### Required work
Return a copy of every line in the records that includes the word "enum".

### Records shown

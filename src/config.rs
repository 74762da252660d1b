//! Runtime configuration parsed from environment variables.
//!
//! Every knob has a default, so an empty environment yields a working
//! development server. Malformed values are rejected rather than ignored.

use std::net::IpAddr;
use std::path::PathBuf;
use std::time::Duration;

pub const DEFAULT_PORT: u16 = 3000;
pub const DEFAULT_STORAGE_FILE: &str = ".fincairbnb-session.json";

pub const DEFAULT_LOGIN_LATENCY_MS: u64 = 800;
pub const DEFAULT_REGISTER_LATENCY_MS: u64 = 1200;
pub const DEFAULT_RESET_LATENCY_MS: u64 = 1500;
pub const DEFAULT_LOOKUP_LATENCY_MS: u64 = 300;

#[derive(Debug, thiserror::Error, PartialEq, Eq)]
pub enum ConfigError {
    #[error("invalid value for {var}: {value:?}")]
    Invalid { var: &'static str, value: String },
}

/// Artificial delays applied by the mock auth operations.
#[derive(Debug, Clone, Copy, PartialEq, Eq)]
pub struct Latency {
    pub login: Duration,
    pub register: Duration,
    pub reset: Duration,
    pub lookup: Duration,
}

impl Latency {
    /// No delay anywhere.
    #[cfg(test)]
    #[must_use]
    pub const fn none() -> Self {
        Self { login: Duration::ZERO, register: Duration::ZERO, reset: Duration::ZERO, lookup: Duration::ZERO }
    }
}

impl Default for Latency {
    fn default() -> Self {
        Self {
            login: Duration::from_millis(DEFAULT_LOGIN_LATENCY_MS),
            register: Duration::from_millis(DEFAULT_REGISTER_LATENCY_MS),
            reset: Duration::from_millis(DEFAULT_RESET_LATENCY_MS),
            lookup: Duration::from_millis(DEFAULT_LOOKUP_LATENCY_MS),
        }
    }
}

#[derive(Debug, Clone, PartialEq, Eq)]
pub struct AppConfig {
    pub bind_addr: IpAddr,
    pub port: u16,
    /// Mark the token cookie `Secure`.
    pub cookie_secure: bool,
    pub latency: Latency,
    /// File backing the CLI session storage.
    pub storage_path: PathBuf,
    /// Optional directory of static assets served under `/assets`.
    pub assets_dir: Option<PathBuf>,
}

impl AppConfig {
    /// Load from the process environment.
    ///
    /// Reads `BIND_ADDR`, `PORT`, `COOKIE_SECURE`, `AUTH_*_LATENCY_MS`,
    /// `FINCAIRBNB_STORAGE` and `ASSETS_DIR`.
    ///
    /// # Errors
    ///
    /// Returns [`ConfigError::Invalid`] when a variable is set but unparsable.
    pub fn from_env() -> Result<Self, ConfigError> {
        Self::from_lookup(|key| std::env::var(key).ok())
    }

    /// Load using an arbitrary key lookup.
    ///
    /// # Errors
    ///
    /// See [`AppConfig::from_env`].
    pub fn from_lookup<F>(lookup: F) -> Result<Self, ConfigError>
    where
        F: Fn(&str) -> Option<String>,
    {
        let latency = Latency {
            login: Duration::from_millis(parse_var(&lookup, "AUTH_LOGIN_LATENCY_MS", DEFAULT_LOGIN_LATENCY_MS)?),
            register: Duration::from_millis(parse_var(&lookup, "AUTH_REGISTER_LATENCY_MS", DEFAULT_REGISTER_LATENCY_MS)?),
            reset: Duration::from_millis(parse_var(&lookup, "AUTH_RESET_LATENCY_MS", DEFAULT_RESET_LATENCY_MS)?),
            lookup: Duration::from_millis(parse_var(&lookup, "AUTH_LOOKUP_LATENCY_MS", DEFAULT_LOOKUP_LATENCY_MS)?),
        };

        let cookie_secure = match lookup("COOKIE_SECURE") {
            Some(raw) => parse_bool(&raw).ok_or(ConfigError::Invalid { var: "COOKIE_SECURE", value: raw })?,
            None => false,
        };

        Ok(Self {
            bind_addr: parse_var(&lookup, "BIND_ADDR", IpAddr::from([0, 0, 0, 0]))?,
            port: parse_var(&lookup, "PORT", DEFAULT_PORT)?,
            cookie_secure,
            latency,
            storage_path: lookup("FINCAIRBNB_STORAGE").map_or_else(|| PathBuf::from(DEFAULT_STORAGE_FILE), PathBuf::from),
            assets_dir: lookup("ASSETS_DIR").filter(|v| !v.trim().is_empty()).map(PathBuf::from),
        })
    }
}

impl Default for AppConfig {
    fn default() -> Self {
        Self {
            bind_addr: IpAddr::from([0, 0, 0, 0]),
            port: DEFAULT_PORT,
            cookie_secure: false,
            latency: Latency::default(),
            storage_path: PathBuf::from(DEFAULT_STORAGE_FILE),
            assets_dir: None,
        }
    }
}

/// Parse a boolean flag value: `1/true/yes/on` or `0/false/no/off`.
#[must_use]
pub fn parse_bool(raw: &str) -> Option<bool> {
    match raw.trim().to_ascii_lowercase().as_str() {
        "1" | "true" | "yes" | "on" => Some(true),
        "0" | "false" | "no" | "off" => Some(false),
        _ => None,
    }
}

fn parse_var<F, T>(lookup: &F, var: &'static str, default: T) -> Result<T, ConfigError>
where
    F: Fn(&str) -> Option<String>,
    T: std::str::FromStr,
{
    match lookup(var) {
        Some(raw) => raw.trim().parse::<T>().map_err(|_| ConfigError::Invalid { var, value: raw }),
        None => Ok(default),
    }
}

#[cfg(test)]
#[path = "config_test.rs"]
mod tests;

--

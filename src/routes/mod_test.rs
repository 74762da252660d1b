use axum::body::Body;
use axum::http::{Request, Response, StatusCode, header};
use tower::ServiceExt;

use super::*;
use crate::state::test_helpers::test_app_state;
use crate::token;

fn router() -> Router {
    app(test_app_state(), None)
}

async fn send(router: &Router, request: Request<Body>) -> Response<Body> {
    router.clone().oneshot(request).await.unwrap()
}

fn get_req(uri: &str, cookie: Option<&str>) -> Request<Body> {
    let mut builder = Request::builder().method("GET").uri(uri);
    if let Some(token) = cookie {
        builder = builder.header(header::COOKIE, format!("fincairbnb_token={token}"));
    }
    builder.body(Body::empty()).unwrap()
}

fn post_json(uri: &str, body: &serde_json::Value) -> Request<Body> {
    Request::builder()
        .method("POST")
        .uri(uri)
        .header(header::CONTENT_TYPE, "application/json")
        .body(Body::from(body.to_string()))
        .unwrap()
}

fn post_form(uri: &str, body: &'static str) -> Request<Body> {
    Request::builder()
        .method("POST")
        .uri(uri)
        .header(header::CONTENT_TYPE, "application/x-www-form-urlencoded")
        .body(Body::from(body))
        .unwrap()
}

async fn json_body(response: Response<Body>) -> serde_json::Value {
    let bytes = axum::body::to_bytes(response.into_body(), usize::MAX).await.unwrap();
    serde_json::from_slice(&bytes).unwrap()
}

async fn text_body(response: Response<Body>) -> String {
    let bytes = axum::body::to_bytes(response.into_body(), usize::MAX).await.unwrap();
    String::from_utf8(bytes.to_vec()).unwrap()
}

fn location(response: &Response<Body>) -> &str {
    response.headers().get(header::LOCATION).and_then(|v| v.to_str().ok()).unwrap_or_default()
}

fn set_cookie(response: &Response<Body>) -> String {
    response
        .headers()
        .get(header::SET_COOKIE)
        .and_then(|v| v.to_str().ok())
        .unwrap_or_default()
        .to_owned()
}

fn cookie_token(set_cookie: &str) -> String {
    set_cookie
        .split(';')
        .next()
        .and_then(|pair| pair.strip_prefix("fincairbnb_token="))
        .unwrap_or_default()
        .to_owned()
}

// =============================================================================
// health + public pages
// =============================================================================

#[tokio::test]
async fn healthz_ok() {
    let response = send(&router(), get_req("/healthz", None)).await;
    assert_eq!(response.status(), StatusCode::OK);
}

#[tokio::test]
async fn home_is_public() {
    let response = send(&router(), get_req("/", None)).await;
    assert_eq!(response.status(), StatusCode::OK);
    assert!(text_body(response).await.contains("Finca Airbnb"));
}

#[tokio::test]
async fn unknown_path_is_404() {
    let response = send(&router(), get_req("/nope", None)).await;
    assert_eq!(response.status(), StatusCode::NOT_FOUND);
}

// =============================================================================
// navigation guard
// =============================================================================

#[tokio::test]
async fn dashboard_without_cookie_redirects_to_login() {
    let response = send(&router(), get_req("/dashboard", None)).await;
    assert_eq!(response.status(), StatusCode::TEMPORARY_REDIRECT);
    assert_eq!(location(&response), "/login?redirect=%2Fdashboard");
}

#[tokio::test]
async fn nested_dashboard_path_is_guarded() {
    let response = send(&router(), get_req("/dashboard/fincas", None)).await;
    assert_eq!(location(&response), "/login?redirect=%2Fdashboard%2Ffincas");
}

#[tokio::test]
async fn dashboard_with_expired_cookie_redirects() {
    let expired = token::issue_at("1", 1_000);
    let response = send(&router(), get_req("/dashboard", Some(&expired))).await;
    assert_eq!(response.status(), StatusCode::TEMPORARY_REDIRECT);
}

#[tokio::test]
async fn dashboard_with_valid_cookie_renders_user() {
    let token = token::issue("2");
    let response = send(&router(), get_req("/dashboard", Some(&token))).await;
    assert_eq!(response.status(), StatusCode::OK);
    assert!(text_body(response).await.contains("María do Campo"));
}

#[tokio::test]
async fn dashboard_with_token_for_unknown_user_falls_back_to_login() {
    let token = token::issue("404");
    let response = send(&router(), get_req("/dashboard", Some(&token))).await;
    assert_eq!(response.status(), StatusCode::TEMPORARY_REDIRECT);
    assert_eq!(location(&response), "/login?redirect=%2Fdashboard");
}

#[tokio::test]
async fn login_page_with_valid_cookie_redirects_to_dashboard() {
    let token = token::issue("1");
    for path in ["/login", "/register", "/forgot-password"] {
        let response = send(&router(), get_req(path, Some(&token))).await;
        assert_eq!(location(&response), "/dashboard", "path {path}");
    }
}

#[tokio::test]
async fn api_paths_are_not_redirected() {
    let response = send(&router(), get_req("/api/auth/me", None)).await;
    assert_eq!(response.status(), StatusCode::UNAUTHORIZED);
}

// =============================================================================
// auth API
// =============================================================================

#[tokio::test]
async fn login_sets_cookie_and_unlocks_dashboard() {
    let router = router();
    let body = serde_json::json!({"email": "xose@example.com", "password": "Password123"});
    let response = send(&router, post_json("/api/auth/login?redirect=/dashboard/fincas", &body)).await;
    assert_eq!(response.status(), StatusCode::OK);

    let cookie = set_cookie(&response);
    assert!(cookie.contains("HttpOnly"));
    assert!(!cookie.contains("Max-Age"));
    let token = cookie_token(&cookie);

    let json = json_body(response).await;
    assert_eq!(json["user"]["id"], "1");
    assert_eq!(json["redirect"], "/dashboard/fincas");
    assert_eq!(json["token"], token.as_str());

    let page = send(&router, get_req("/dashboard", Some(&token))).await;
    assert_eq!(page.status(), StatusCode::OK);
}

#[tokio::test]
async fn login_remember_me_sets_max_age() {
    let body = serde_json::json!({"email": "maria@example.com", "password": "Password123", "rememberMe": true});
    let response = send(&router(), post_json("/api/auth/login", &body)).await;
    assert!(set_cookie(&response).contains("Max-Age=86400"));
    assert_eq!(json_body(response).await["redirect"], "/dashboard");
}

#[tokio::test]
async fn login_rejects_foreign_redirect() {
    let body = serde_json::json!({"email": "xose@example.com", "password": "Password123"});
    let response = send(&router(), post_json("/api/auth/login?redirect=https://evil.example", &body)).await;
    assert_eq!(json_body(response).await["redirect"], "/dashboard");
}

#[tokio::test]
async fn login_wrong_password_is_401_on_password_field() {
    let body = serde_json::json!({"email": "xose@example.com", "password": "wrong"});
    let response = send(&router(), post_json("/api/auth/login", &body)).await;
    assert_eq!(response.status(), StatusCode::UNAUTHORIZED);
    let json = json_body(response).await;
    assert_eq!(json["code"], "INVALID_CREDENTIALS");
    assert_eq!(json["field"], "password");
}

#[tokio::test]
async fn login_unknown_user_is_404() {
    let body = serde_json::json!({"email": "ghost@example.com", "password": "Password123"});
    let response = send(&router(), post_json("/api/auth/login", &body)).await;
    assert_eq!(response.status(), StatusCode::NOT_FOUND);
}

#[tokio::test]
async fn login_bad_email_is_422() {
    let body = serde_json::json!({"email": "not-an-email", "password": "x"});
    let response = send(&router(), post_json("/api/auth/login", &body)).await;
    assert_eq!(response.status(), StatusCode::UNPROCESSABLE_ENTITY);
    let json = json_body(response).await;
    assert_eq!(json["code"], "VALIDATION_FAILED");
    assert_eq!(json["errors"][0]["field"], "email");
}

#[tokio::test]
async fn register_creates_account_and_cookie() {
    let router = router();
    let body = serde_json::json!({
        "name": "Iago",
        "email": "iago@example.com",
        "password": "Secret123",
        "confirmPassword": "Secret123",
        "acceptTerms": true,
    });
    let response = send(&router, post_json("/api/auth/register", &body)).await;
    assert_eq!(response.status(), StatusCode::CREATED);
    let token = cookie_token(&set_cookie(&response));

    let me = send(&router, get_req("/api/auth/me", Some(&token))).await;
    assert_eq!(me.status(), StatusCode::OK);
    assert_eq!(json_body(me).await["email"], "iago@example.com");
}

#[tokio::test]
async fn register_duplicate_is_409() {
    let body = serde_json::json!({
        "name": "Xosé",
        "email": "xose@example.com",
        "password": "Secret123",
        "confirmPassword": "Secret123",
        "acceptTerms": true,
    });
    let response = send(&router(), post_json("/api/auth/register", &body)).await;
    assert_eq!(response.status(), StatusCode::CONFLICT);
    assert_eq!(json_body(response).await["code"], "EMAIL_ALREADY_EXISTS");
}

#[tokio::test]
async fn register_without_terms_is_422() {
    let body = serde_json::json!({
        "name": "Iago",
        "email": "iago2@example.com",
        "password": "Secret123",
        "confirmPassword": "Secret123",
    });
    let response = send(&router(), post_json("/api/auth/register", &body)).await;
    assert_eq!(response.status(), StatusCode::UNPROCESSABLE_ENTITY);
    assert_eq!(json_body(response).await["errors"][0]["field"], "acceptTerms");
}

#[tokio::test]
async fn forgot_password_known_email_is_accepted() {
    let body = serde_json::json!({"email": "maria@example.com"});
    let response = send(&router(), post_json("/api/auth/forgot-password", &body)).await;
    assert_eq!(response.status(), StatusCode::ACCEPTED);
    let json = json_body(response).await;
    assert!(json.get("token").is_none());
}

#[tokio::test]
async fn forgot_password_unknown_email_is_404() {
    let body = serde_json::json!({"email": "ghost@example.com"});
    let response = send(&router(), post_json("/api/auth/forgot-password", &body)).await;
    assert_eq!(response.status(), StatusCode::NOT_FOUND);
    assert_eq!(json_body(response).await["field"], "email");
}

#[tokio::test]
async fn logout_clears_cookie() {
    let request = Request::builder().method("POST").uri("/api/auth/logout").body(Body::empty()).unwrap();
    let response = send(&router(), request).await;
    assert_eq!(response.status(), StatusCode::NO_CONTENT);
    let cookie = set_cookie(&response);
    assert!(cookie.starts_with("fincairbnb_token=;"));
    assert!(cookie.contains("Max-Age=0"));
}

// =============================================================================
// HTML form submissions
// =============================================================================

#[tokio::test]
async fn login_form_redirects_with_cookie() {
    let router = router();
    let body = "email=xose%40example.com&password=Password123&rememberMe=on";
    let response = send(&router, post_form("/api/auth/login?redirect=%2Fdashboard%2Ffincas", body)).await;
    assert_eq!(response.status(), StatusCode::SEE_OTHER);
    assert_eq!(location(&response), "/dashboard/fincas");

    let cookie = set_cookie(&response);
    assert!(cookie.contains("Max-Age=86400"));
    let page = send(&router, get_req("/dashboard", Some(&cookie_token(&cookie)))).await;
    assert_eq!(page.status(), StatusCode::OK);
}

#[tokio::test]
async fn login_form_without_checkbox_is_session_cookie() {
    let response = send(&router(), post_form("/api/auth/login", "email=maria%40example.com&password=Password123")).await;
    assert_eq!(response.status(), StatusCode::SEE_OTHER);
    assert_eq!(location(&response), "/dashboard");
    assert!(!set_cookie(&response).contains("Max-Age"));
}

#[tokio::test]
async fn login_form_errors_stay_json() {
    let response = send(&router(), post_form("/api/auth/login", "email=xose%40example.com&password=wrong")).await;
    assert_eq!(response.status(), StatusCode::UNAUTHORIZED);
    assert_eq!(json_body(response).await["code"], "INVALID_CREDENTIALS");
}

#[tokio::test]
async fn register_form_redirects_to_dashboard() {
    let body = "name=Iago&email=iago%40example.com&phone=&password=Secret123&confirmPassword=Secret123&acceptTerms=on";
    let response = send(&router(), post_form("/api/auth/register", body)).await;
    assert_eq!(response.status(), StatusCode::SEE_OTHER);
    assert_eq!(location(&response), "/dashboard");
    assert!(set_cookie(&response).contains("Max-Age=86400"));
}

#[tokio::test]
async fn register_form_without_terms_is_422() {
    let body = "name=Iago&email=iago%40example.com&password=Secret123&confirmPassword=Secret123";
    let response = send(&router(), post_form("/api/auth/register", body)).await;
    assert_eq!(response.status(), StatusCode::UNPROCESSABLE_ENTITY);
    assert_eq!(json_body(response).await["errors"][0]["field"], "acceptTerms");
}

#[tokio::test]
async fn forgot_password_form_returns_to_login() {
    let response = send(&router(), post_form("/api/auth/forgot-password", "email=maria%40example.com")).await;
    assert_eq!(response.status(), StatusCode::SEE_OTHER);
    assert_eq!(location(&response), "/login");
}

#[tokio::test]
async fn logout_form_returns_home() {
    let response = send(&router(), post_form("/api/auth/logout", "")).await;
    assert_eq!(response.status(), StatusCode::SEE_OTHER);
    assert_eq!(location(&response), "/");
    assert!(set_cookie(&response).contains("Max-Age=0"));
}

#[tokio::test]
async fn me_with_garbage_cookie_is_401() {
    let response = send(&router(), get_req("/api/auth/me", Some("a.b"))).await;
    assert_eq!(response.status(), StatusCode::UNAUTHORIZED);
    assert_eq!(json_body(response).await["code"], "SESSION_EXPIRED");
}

==

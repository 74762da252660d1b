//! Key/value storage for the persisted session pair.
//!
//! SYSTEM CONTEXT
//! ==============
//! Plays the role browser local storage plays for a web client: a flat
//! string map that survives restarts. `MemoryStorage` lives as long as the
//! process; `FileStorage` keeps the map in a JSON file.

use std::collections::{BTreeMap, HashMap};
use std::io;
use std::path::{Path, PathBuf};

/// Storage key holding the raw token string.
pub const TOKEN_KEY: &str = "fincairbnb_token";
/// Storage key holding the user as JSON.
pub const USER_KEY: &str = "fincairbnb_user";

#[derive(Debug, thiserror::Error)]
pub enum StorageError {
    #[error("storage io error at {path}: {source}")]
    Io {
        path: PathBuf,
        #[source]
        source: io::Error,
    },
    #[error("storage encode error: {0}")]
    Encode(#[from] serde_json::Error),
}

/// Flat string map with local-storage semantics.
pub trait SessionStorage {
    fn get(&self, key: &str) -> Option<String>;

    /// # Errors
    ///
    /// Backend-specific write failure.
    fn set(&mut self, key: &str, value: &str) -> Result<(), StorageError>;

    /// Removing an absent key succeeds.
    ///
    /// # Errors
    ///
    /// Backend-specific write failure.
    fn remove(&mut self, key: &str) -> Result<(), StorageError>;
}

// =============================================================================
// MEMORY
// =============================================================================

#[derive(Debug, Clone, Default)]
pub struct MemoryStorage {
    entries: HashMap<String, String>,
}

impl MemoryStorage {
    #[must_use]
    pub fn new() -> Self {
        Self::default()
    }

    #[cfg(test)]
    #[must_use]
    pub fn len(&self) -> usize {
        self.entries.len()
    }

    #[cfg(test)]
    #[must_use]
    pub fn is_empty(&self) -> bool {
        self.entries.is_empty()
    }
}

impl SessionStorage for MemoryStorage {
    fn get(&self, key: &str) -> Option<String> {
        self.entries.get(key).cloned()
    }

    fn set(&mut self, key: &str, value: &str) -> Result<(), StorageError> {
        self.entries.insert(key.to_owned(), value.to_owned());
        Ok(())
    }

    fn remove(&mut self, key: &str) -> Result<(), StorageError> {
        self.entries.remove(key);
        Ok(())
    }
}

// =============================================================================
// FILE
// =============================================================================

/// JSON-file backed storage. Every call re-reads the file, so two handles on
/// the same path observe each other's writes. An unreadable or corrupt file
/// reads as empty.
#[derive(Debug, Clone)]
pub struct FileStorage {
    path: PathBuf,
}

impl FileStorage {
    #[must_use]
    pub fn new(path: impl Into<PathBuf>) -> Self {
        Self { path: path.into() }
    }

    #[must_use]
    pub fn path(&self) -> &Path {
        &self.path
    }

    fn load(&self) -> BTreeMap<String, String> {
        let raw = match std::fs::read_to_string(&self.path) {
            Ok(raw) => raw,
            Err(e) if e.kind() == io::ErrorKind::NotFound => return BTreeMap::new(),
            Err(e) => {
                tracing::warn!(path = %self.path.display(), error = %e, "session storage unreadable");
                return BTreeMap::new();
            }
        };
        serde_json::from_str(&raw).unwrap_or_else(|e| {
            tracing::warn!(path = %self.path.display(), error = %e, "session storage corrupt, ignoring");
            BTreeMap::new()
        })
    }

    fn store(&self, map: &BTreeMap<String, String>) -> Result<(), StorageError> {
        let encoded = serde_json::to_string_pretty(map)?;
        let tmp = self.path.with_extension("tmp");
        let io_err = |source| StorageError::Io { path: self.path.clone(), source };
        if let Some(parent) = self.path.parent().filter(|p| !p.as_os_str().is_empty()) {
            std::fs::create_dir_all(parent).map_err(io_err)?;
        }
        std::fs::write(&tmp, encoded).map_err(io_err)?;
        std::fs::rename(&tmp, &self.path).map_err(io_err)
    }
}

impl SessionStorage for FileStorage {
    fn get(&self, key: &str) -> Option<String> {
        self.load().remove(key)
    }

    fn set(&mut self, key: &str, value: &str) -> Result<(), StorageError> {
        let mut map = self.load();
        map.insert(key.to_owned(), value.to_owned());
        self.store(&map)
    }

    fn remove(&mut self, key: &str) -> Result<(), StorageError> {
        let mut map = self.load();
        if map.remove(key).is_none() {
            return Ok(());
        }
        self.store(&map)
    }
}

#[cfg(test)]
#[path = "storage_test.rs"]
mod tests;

### The completed task
pub enum ConfigError {
pub enum StorageError {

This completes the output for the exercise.